Oleh karena itu, masa pemerintahannya terkenal dengan puncak kejayaan
peradaban Utsmani.
Pada masa Sultan Sulaiman wilayah Beograd –ibu kota Serbia sekarang-,
Rhodes, Hungaria, dan Wina –ibu kota Austria- menjadi wilayah Turki
Utsmani. Sultan Sulaiman melakukan aktivitas militer besar-besaran
sebanyak tiga kali menghadapi Daulah Shafawi yang berpaham Syiah.
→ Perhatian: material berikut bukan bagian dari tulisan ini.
//! Versioned generation lifecycle: install-time warm and
//! activation-time sweep.

use std::sync::Arc;
use std::sync::Mutex;
use std::sync::atomic::{AtomicBool, Ordering};

use async_trait::async_trait;
use haven_core::{CacheDb, CacheRequest, Error, GenerationNames, StoreKind};
use url::Url;

/// Message type marker that forces immediate generation cutover.
pub const SKIP_WAITING: &str = "SKIP_WAITING";

/// Lifecycle states of a generation, in order.
#[derive(Debug, Clone, Copy, PartialEq, Eq)]
pub enum LifecycleState {
    Installing,
    Installed,
    Activating,
    Active,
}

/// Host-runtime hooks the lifecycle calls at cutover.
#[async_trait]
pub trait HostControl: Send + Sync {
    /// Take control of currently open client contexts so the new
    /// generation applies without a full reload.
    async fn claim(&self);
}

/// Default no-op control for hosts without client contexts.
pub struct NoopControl;

#[async_trait]
impl HostControl for NoopControl {
    async fn claim(&self) {}
}

/// Owns store naming for the current version and runs the two fixed
/// lifecycle points: install (precache warm) and activate (stale
/// generation sweep + claim).
pub struct LifecycleManager {
    cache: CacheDb,
    fetcher: Arc<dyn crate::fetch::Fetcher>,
    names: GenerationNames,
    page_origin: Url,
    precache_routes: Vec<String>,
    control: Arc<dyn HostControl>,
    state: Mutex<LifecycleState>,
    skip_waiting: AtomicBool,
}

impl LifecycleManager {
    pub fn new(
        cache: CacheDb,
        fetcher: Arc<dyn crate::fetch::Fetcher>,
        names: GenerationNames,
        page_origin: Url,
        precache_routes: Vec<String>,
        control: Arc<dyn HostControl>,
    ) -> Self {
        Self {
            cache,
            fetcher,
            names,
            page_origin,
            precache_routes,
            control,
            state: Mutex::new(LifecycleState::Installing),
            skip_waiting: AtomicBool::new(false),
        }
    }

    pub fn state(&self) -> LifecycleState {
        *self.state.lock().unwrap()
    }

    fn set_state(&self, state: LifecycleState) {
        *self.state.lock().unwrap() = state;
    }

    pub fn names(&self) -> &GenerationNames {
        &self.names
    }

    /// Whether the host asked for immediate cutover.
    pub fn skip_requested(&self) -> bool {
        self.skip_waiting.load(Ordering::Acquire)
    }

    /// Handle a control message from the host page.
    ///
    /// Returns true when the message was recognized. A `SKIP_WAITING`
    /// message marks the generation for immediate cutover; the host
    /// checks [`LifecycleManager::skip_requested`] and calls
    /// [`LifecycleManager::activate`] without waiting for existing
    /// sessions to end.
    pub fn on_message(&self, raw: &str) -> bool {
        let parsed: serde_json::Value = match serde_json::from_str(raw) {
            Ok(v) => v,
            Err(_) => return false,
        };
        if parsed.get("type").and_then(|t| t.as_str()) == Some(SKIP_WAITING) {
            tracing::info!(version = self.names.version(), "skip-waiting requested");
            self.skip_waiting.store(true, Ordering::Release);
            return true;
        }
        false
    }

    /// Warm the precache store with the configured core routes.
    ///
    /// Individual route failures are logged and skipped; the install
    /// transition completes regardless of how many routes warmed.
    pub async fn install(&self) -> Result<(), Error> {
        self.set_state(LifecycleState::Installing);
        let store = self.names.store(StoreKind::Precache);
        let mut warmed = 0usize;

        for route in &self.precache_routes {
            let url = match self.page_origin.join(route) {
                Ok(url) => url,
                Err(e) => {
                    tracing::warn!(route, error = %e, "invalid precache route; skipping");
                    continue;
                }
            };
            let request = CacheRequest::get(url);
            match self.fetcher.fetch(&request).await {
                Ok(response) if response.is_usable() => {
                    match self.cache.put(&store, &request, response).await {
                        Ok(()) => warmed += 1,
                        Err(e) => tracing::warn!(route, error = %e, "failed to store precache entry"),
                    }
                }
                Ok(response) => {
                    tracing::warn!(route, status = response.status, "precache fetch unusable; skipping");
                }
                Err(e) => {
                    tracing::warn!(route, error = %e, "precache fetch failed; skipping");
                }
            }
        }

        tracing::info!(
            store = %store,
            warmed,
            total = self.precache_routes.len(),
            "install complete"
        );
        self.set_state(LifecycleState::Installed);
        Ok(())
    }

    /// Sweep stale generations and claim open clients.
    ///
    /// Deletes every store namespaced under this engine whose name does
    /// not belong to the current generation, then hands control of open
    /// client contexts to this generation. Returns the number of stores
    /// removed.
    pub async fn activate(&self) -> Result<usize, Error> {
        self.set_state(LifecycleState::Activating);
        let mut removed = 0usize;

        for name in self.cache.list_store_names().await? {
            if self.names.is_stale(&name) {
                let entries = self.cache.delete_store(&name).await?;
                tracing::info!(store = %name, entries, "deleted stale generation store");
                removed += 1;
            }
        }

        self.control.claim().await;
        self.set_state(LifecycleState::Active);
        Ok(removed)
    }
}
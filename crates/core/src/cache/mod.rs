//! SQLite-backed named cache stores.
//!
//! This module provides the persistent request→response stores behind
//! the strategy engine, using SQLite with async access via
//! tokio-rusqlite. It supports:
//!
//! - Multiple named stores in one database, created implicitly on first write
//! - Insertion-ordered keys and oldest-first trimming for bounded stores
//! - Automatic schema migrations
//! - WAL mode for concurrent access
//! - Versioned store naming for generation sweeps

pub mod connection;
pub mod migrations;
pub mod names;
pub mod store;
pub mod trim;

pub use crate::Error;

pub use connection::CacheDb;
pub use names::{GenerationNames, StoreKind};
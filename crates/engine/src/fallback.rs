//! Degraded-response payloads.
//!
//! The offline document and placeholder image are content owned by the
//! page layer; the engine only synthesizes responses around whatever
//! bytes it is given. The built-in defaults keep the engine usable
//! before the page layer supplies real content.

use bytes::Bytes;
use haven_core::CachedResponse;

/// 1x1 transparent GIF.
const PLACEHOLDER_GIF: &[u8] = &[
    0x47, 0x49, 0x46, 0x38, 0x39, 0x61, 0x01, 0x00, 0x01, 0x00, 0x80, 0x00, 0x00, 0x00, 0x00, 0x00,
    0xFF, 0xFF, 0xFF, 0x21, 0xF9, 0x04, 0x01, 0x00, 0x00, 0x00, 0x00, 0x2C, 0x00, 0x00, 0x00, 0x00,
    0x01, 0x00, 0x01, 0x00, 0x00, 0x02, 0x02, 0x44, 0x01, 0x00, 0x3B,
];

const DEFAULT_OFFLINE_HTML: &str = "<!doctype html>\n<html lang=\"en\">\n<head><meta charset=\"utf-8\"><title>Offline</title></head>\n<body><h1>You are offline</h1><p>This page is not available without a network connection.</p></body>\n</html>\n";

/// Collaborator-supplied payloads for the worst-case responses.
#[derive(Debug, Clone)]
pub struct Fallbacks {
    offline_html: String,
    placeholder_image: Bytes,
    placeholder_mime: String,
}

impl Default for Fallbacks {
    fn default() -> Self {
        Self {
            offline_html: DEFAULT_OFFLINE_HTML.to_string(),
            placeholder_image: Bytes::from_static(PLACEHOLDER_GIF),
            placeholder_mime: "image/gif".to_string(),
        }
    }
}

impl Fallbacks {
    pub fn with_offline_html(mut self, html: impl Into<String>) -> Self {
        self.offline_html = html.into();
        self
    }

    pub fn with_placeholder_image(mut self, mime: impl Into<String>, bytes: impl Into<Bytes>) -> Self {
        self.placeholder_mime = mime.into();
        self.placeholder_image = bytes.into();
        self
    }

    /// The offline document served when a navigation cannot be
    /// satisfied from network or cache.
    pub fn offline_document(&self) -> CachedResponse {
        CachedResponse::synthetic(200, "text/html; charset=utf-8", self.offline_html.clone())
    }

    /// The placeholder served when an image fetch fails; images never
    /// hard-fail visibly.
    pub fn placeholder_image(&self) -> CachedResponse {
        CachedResponse::synthetic(200, &self.placeholder_mime, self.placeholder_image.clone())
    }
}
//! Cache-first with an entry cap, for third-party image stores.

use std::sync::Arc;

use async_trait::async_trait;
use haven_core::{CacheDb, CacheRequest, CachedResponse};

use super::{Strategy, lookup_first, put_if_usable};
use crate::fallback::Fallbacks;
use crate::fetch::Fetcher;
use crate::maintenance::Maintenance;

/// Serve from cache without touching the network; on a miss, fetch,
/// store, and trim the store back under its cap in the background.
///
/// An image request never hard-fails: a transport failure on a miss
/// degrades to the placeholder image.
pub struct CacheFirstCapped {
    cache: CacheDb,
    fetcher: Arc<dyn Fetcher>,
    store: String,
    max_entries: usize,
    maintenance: Arc<Maintenance>,
    fallbacks: Arc<Fallbacks>,
}

impl CacheFirstCapped {
    pub fn new(
        cache: CacheDb,
        fetcher: Arc<dyn Fetcher>,
        store: String,
        max_entries: usize,
        maintenance: Arc<Maintenance>,
        fallbacks: Arc<Fallbacks>,
    ) -> Self {
        Self { cache, fetcher, store, max_entries, maintenance, fallbacks }
    }
}

#[async_trait]
impl Strategy for CacheFirstCapped {
    async fn handle(&self, request: &CacheRequest) -> CachedResponse {
        let read_path = [self.store.clone()];
        if let Some(hit) = lookup_first(&self.cache, &read_path, request).await {
            return hit;
        }

        match self.fetcher.fetch(request).await {
            Ok(live) => {
                if live.is_usable() {
                    put_if_usable(&self.cache, &self.store, request, &live).await;
                    let cache = self.cache.clone();
                    let store = self.store.clone();
                    let max_entries = self.max_entries;
                    self.maintenance.spawn("trim", async move {
                        cache.trim(&store, max_entries).await.map(|_| ())
                    });
                }
                live
            }
            Err(e) => {
                tracing::debug!(url = %request.url, error = %e, "image fetch failed; serving placeholder");
                self.fallbacks.placeholder_image()
            }
        }
    }
}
Pertama pada tahun 941 H/1534 M ketika orang-orang Shafawi masuk ke Kota
Erzurum di bagian timur Turki sekarang. Kedua, pada tahun 955 H/1548 M
terjadi kontak senjata atas wilayah Danau Van. Ketiga, tahun 961 H/ 1554
M.
Di masa ini juga muncul seorang pemimpin angkatan laut Utsmani yang
terkenal, Khairuddin Barbarosa. Barbarosa adalah seorang panglima
angkata laut terbaik dalam sejarah Islam. Jasanya sangat besar dalam
menjaga Laut Mediterania, Pantai Yunani, Venice (kota di Italia), dan
Spanyol.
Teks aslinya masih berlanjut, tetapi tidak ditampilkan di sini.